What to work on> Begin at the first line below and copy each line exactly, ending with the line where "let Some(codec) = audio_codec(&path)" appears.

Stored data
==============================
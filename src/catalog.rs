//! Catalog of produced artifacts
//!
//! The storage directory is the only state: every call rescans it, so files
//! added or removed behind the service's back show up on the next listing.

use crate::error::{CatalogError, Result};
use crate::types::{CatalogEntry, Codec};
use crate::utils::{human_size, is_plain_filename};
use std::path::{Path, PathBuf};
use std::time::UNIX_EPOCH;

/// Scanner over the flat artifact directory
#[derive(Clone, Debug)]
pub struct Catalog {
    dir: PathBuf,
}

impl Catalog {
    /// Create a catalog over `dir`
    pub fn new(dir: impl Into<PathBuf>) -> Self {
        Self { dir: dir.into() }
    }

    /// Directory being scanned
    pub fn dir(&self) -> &Path {
        &self.dir
    }

    /// List audio artifacts, most recently modified first
    ///
    /// A missing storage directory lists as empty.
    pub async fn list(&self) -> Result<Vec<CatalogEntry>> {
        let mut read_dir = match tokio::fs::read_dir(&self.dir).await {
            Ok(read_dir) => read_dir,
            Err(e) if e.kind() == std::io::ErrorKind::NotFound => return Ok(Vec::new()),
            Err(e) => return Err(e.into()),
        };

        let mut entries = Vec::new();
        while let Some(dir_entry) = read_dir.next_entry().await? {
            let path = dir_entry.path();
            let Some(codec) = audio_codec(&path) else {
                continue;
            };

            let metadata = match dir_entry.metadata().await {
                Ok(metadata) if metadata.is_file() => metadata,
                Ok(_) => continue,
                Err(e) => {
                    // Removed between read_dir and stat
                    tracing::debug!(path = %path.display(), error = %e, "Skipping unreadable catalog entry");
                    continue;
                }
            };

            let modified = metadata
                .modified()
                .ok()
                .and_then(|t| t.duration_since(UNIX_EPOCH).ok())
                .map(|d| d.as_secs_f64())
                .unwrap_or(0.0);

            entries.push(CatalogEntry {
                filename: dir_entry.file_name().to_string_lossy().into_owned(),
                title: path
                    .file_stem()
                    .map(|s| s.to_string_lossy().into_owned())
                    .unwrap_or_default(),
                size: metadata.len(),
                size_human: human_size(metadata.len()),
                modified,
                codec,
            });
        }

        entries.sort_by(|a, b| b.modified.total_cmp(&a.modified));
        Ok(entries)
    }

    /// Locate a file for streaming, returning its path and content type
    pub async fn open(&self, filename: &str) -> Result<(PathBuf, &'static str)> {
        let path = self.existing_file(filename).await?;
        let mime = audio_codec(&path)
            .map(|codec| codec.mime_type())
            .unwrap_or(Codec::Mp3.mime_type());
        Ok((path, mime))
    }

    /// Delete a file; only `.mp3` artifacts may be deleted
    pub async fn delete(&self, filename: &str) -> Result<()> {
        let path = self.existing_file(filename).await?;

        let is_mp3 = path
            .extension()
            .is_some_and(|ext| ext.eq_ignore_ascii_case("mp3"));
        if !is_mp3 {
            return Err(CatalogError::NotDeletable {
                filename: filename.to_string(),
            }
            .into());
        }

        tokio::fs::remove_file(&path).await?;
        tracing::info!(filename = %filename, "Deleted catalog file");
        Ok(())
    }

    async fn existing_file(&self, filename: &str) -> Result<PathBuf> {
        if !is_plain_filename(filename) {
            return Err(CatalogError::InvalidName {
                filename: filename.to_string(),
            }
            .into());
        }

        let path = self.dir.join(filename);
        match tokio::fs::metadata(&path).await {
            Ok(metadata) if metadata.is_file() => Ok(path),
            _ => Err(CatalogError::NotFound {
                filename: filename.to_string(),
            }
            .into()),
        }
    }
}

fn audio_codec(path: &Path) -> Option<Codec> {
    path.extension()
        .and_then(|ext| ext.to_str())
        .and_then(Codec::from_extension)
}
==============================
Response>
filename src/catalog.rs
//! Catalog of produced artifacts
//!
//! The storage directory is the only state: every call rescans it, so files
//! added or removed behind the service's back show up on the next listing.

use crate::error::{CatalogError, Result};
use crate::types::{CatalogEntry, Codec};
use crate::utils::{human_size, is_plain_filename};
use std::path::{Path, PathBuf};
use std::time::UNIX_EPOCH;

/// Scanner over the flat artifact directory
#[derive(Clone, Debug)]
pub struct Catalog {
    dir: PathBuf,
}

impl Catalog {
    /// Create a catalog over `dir`
    pub fn new(dir: impl Into<PathBuf>) -> Self {
        Self { dir: dir.into() }
    }

    /// Directory being scanned
    pub fn dir(&self) -> &Path {
        &self.dir
    }

    /// List audio artifacts, most recently modified first
    ///
    /// A missing storage directory lists as empty.
    pub async fn list(&self) -> Result<Vec<CatalogEntry>> {
        let mut read_dir = match tokio::fs::read_dir(&self.dir).await {
            Ok(read_dir) => read_dir,
            Err(e) if e.kind() == std::io::ErrorKind::NotFound => return Ok(Vec::new()),
            Err(e) => return Err(e.into()),
        };

        let mut entries = Vec::new();
        while let Some(dir_entry) = read_dir.next_entry().await? {
            let path = dir_entry.path();
            let Some(codec) = audio_codec(&path) else {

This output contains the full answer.